Data for analysis:
════

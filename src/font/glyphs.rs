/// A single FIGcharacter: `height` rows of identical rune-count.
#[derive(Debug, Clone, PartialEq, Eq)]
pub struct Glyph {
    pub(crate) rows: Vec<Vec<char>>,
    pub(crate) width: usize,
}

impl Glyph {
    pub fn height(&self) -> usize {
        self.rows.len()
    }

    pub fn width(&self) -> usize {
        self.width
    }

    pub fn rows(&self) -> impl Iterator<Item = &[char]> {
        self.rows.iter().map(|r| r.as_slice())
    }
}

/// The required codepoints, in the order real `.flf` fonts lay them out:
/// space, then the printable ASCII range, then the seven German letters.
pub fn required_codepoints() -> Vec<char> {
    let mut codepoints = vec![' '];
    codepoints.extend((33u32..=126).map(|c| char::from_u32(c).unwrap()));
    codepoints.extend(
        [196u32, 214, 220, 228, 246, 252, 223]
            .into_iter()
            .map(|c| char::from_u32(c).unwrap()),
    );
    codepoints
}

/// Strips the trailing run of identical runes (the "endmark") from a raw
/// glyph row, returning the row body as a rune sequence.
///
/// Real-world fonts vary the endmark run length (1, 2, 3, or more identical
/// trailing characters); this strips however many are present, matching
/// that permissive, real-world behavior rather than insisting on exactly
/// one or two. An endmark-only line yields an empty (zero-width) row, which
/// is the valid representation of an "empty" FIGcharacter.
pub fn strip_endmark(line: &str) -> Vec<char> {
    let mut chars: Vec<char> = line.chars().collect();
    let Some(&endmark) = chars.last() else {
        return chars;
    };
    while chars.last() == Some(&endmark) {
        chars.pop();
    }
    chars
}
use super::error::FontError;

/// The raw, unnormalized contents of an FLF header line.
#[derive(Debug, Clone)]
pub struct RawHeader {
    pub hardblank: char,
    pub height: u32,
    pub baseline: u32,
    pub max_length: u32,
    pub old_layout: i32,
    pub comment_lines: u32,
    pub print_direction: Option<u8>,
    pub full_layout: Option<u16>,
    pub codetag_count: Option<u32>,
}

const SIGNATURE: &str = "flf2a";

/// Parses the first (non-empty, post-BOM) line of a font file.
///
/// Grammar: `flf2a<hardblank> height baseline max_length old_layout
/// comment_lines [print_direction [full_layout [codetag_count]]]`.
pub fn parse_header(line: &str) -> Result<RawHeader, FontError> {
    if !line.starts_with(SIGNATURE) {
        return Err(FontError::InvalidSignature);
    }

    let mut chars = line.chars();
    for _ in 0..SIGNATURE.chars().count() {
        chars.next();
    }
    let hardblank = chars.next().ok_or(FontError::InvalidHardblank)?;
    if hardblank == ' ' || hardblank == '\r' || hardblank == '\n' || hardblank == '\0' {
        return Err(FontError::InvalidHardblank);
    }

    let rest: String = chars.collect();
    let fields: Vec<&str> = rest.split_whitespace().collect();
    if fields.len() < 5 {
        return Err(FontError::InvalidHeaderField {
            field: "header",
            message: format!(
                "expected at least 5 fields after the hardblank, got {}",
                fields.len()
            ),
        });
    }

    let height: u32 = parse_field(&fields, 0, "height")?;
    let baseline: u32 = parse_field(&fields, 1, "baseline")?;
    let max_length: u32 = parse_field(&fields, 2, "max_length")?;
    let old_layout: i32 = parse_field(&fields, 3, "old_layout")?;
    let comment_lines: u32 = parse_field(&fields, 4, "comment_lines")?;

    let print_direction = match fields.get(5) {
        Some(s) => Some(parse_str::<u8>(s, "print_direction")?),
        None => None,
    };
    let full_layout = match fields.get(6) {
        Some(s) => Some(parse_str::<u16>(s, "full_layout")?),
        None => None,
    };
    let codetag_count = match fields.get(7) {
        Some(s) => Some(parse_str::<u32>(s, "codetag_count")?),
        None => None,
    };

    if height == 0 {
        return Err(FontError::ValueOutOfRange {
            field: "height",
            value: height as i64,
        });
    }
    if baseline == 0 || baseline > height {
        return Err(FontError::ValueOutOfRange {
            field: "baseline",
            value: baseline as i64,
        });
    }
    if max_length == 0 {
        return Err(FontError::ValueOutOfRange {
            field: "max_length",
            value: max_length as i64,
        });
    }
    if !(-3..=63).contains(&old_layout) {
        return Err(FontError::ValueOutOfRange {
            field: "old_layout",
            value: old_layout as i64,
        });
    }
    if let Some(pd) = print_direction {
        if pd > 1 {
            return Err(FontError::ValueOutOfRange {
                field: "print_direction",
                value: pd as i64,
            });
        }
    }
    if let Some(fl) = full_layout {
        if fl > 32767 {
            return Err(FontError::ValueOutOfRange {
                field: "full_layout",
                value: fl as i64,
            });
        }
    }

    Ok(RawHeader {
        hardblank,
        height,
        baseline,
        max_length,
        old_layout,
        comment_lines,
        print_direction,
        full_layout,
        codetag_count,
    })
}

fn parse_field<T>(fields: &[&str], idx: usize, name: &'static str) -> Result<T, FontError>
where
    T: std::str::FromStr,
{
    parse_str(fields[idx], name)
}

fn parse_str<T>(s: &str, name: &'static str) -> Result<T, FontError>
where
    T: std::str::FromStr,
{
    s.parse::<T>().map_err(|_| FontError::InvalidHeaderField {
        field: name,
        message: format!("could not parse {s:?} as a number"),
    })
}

════

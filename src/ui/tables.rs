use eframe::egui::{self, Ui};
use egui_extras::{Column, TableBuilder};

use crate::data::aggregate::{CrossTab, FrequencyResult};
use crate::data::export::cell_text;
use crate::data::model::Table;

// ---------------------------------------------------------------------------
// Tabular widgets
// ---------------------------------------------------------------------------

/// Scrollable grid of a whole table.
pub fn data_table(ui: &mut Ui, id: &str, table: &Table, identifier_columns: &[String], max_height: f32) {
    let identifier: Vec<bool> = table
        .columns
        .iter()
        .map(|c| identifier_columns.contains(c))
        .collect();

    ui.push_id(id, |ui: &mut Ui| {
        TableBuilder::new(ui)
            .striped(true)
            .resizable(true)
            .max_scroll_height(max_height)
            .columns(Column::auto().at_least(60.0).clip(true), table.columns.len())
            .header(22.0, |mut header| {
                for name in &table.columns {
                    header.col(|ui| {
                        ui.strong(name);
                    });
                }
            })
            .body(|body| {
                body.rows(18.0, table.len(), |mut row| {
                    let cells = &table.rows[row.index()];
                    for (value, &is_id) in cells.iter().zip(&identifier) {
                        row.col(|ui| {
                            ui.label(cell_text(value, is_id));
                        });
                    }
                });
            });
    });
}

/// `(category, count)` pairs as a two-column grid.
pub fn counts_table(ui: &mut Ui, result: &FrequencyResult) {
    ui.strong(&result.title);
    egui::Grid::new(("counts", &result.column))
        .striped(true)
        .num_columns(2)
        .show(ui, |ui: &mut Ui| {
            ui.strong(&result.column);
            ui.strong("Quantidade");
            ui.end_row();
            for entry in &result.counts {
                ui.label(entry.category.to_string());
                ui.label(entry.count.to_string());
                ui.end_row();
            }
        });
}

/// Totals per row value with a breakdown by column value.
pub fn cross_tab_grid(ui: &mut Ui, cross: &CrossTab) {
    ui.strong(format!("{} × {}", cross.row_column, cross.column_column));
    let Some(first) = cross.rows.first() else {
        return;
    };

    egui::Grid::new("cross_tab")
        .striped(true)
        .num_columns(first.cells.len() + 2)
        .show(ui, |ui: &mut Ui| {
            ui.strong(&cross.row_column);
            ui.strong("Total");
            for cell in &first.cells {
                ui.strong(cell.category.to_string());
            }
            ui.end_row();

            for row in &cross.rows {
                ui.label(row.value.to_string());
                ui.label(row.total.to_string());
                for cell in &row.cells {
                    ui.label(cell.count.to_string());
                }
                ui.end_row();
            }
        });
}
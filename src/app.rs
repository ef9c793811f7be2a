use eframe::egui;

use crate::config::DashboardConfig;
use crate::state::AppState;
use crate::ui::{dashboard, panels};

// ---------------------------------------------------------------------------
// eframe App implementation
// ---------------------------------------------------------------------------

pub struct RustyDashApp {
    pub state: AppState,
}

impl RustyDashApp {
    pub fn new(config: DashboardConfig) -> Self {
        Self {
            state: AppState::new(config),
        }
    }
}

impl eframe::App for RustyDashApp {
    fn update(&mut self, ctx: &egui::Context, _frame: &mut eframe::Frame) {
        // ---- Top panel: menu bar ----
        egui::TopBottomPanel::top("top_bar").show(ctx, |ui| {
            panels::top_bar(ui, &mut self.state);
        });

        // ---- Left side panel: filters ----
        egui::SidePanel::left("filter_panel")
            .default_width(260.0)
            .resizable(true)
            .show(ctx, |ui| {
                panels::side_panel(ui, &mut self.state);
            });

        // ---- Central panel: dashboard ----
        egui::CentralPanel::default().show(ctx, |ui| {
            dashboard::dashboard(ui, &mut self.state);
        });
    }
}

════

Activity:
Using the material above, gather every line that includes "contains".

Reply to the task:
    if !(-3..=63).contains(&old_layout) {
        .map(|c| identifier_columns.contains(c))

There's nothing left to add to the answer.